### WORK REQUIRED:
Take each line of the listing that has the string "Clone" and report it.
------------------------------
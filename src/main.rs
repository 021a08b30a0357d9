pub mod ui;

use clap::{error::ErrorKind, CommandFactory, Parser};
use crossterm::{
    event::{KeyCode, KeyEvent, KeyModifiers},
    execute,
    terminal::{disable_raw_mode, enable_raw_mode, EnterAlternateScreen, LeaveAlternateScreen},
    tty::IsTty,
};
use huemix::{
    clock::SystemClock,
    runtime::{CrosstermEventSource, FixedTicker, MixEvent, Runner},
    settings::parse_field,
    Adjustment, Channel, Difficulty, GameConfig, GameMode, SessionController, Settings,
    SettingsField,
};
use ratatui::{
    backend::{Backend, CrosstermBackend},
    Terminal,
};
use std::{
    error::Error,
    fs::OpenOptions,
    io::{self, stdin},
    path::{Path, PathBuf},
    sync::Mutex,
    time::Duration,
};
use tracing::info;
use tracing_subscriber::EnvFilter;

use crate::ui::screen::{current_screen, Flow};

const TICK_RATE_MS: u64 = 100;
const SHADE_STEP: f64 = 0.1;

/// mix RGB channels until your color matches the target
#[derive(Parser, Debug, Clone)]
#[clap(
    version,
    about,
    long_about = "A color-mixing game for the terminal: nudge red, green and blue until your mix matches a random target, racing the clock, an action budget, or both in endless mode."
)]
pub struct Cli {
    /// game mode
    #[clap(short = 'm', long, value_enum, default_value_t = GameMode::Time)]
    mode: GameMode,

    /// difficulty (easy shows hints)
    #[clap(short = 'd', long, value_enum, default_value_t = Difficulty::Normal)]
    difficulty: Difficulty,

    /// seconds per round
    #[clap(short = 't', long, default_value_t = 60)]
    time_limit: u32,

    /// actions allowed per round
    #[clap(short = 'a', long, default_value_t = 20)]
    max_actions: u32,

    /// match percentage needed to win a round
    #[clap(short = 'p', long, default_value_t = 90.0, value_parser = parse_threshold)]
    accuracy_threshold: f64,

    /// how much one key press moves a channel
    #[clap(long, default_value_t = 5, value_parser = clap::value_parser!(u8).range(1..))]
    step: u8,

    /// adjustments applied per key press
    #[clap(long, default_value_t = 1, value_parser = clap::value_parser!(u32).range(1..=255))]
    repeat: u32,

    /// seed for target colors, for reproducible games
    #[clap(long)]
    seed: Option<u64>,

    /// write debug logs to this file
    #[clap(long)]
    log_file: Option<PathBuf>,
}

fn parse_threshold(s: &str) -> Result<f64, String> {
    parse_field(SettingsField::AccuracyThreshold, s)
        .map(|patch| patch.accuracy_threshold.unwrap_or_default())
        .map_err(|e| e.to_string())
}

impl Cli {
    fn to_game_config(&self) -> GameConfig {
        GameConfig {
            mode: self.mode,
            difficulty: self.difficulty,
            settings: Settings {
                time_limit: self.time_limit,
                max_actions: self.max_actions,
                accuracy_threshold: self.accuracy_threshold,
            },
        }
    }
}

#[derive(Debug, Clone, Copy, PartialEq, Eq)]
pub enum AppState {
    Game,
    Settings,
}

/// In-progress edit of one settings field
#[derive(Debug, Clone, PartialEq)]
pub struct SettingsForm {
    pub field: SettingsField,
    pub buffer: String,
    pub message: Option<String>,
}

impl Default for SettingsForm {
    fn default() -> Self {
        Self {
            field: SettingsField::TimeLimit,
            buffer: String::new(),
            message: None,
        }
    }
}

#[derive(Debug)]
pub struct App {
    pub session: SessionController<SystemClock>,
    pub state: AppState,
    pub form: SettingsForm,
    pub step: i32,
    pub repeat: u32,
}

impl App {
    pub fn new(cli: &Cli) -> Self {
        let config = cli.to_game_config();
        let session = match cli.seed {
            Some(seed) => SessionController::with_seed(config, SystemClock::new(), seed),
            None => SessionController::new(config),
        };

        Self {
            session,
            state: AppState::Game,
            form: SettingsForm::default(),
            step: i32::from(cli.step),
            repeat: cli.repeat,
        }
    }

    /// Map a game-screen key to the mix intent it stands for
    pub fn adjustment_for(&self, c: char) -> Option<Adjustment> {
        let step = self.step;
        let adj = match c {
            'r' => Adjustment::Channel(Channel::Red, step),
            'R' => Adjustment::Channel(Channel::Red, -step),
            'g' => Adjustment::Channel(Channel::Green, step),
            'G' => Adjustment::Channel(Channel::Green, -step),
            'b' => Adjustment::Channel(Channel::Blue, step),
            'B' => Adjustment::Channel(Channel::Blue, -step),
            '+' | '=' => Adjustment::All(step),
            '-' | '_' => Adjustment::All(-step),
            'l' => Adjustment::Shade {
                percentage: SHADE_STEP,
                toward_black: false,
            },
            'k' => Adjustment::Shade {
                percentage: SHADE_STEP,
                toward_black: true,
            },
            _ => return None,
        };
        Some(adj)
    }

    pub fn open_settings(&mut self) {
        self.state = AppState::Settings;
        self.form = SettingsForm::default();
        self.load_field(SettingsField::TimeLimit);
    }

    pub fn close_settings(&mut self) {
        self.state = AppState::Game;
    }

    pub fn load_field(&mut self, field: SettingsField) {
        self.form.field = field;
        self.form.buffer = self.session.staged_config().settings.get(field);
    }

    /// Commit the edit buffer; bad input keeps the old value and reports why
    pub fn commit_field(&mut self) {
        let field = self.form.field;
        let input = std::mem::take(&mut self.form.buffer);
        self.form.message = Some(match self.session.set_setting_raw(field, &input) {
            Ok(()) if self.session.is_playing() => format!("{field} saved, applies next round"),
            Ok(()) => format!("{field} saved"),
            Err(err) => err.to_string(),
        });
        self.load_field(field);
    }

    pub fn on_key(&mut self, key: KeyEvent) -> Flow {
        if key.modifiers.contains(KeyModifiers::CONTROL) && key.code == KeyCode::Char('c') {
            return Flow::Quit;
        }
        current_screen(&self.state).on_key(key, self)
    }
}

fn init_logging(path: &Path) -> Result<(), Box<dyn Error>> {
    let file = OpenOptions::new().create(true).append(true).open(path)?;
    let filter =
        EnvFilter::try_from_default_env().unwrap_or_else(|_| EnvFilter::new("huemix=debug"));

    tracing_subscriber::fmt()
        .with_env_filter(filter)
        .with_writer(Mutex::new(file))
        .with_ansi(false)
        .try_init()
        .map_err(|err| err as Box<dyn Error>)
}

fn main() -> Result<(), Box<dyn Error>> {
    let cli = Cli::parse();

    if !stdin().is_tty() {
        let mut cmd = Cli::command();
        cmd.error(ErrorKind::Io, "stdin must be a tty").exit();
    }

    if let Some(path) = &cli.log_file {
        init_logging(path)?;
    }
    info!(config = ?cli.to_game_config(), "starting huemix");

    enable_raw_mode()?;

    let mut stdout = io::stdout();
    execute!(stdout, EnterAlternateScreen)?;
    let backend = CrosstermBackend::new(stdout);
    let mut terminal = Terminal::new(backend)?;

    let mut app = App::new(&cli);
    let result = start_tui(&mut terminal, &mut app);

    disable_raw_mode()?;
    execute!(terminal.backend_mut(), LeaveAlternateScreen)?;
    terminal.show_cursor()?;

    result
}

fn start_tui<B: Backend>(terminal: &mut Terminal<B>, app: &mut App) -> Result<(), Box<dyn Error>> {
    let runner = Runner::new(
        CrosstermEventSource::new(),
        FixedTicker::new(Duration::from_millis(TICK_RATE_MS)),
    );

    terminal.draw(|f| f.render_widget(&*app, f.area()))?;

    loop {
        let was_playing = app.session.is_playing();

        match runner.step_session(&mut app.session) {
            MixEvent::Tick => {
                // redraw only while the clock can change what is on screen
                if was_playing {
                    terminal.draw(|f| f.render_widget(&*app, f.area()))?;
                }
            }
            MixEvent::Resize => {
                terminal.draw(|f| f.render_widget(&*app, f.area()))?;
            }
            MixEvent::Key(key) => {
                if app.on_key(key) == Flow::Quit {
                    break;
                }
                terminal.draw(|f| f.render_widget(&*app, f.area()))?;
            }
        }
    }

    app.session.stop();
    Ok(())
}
------------------------------
### RESPONSE FOR THIS EXERCISE:
#[derive(Parser, Debug, Clone)]
#[derive(Debug, Clone, Copy, PartialEq, Eq)]
#[derive(Debug, Clone, PartialEq)]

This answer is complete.